Return only the lines of the listing below that run from the line with "pub mod password_reset;" through the line with "User being reported", both ends included, exactly as written.
- Opening Delimiter -
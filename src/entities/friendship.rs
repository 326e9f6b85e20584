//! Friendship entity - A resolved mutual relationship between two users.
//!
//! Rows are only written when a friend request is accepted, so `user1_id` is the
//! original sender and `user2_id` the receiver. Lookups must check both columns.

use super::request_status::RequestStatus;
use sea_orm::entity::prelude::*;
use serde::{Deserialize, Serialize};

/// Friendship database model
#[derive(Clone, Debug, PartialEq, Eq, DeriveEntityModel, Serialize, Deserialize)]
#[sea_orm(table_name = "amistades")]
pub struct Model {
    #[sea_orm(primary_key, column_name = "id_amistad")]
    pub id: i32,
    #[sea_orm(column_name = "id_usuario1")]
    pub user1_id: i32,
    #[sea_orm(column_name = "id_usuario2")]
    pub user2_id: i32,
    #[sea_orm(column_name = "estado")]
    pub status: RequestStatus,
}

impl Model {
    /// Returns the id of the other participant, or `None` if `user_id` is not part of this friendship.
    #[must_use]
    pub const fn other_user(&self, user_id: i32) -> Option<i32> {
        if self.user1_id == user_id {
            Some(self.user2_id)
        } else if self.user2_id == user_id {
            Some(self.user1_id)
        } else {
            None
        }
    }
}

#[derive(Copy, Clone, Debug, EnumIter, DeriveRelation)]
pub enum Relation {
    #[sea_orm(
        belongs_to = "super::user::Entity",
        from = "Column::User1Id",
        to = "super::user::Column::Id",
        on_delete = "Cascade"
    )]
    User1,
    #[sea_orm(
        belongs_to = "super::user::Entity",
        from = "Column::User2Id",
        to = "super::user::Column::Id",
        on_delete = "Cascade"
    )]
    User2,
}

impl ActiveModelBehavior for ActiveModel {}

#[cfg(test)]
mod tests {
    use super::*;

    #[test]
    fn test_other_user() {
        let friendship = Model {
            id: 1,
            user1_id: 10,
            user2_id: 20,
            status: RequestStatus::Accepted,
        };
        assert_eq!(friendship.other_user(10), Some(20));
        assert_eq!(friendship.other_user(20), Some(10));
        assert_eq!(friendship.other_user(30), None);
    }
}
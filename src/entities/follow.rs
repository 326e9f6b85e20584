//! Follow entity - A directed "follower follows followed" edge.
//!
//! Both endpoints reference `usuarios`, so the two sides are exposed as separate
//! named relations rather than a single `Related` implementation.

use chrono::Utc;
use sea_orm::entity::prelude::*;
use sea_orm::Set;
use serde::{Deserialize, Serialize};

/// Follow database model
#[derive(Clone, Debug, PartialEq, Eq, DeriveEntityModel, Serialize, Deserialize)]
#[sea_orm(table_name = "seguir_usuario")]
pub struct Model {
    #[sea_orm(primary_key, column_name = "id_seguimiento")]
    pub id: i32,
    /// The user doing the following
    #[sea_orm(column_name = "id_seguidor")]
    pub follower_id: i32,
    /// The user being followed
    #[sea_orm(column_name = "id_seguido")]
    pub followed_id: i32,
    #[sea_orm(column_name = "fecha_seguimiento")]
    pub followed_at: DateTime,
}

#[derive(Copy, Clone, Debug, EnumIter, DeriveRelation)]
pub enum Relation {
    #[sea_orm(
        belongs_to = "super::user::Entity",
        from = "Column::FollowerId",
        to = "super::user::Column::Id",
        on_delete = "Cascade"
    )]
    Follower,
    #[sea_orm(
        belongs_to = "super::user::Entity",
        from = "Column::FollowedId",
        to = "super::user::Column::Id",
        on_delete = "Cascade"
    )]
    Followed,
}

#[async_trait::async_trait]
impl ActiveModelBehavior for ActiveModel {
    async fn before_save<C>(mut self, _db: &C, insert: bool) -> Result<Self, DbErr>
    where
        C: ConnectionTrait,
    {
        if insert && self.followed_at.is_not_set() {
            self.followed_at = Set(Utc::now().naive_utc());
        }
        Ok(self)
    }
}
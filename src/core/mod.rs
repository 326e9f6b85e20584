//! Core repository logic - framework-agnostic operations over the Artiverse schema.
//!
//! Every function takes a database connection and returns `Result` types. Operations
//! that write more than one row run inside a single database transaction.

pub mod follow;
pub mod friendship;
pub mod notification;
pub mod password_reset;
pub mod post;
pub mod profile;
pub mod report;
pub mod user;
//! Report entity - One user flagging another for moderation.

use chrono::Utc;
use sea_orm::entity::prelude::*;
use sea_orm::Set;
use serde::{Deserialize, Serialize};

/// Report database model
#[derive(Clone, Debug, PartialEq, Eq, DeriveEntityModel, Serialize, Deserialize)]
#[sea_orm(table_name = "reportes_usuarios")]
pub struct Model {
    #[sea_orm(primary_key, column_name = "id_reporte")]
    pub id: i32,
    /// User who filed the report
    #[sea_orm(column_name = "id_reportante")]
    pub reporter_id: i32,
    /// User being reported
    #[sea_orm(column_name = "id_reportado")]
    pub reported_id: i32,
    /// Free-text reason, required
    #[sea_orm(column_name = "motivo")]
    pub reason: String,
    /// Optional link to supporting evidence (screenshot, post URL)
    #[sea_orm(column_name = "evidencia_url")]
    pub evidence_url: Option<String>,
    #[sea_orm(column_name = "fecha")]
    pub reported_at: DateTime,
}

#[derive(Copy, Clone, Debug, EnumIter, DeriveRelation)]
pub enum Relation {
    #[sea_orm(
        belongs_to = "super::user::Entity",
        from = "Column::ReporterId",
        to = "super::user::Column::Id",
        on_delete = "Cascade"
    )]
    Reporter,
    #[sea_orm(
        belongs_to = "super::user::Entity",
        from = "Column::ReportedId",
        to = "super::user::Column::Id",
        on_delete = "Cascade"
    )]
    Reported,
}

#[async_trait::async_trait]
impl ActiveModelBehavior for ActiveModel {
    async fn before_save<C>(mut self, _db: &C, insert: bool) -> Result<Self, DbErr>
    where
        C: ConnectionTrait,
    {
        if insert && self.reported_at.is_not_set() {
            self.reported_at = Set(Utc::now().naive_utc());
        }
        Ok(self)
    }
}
- Closing Delimiter -
Reply ::
pub mod password_reset;
pub mod post;
pub mod profile;
pub mod report;
pub mod user;
//! Report entity - One user flagging another for moderation.

use chrono::Utc;
use sea_orm::entity::prelude::*;
use sea_orm::Set;
use serde::{Deserialize, Serialize};

/// Report database model
#[derive(Clone, Debug, PartialEq, Eq, DeriveEntityModel, Serialize, Deserialize)]
#[sea_orm(table_name = "reportes_usuarios")]
pub struct Model {
    #[sea_orm(primary_key, column_name = "id_reporte")]
    pub id: i32,
    /// User who filed the report
    #[sea_orm(column_name = "id_reportante")]
    pub reporter_id: i32,
    /// User being reported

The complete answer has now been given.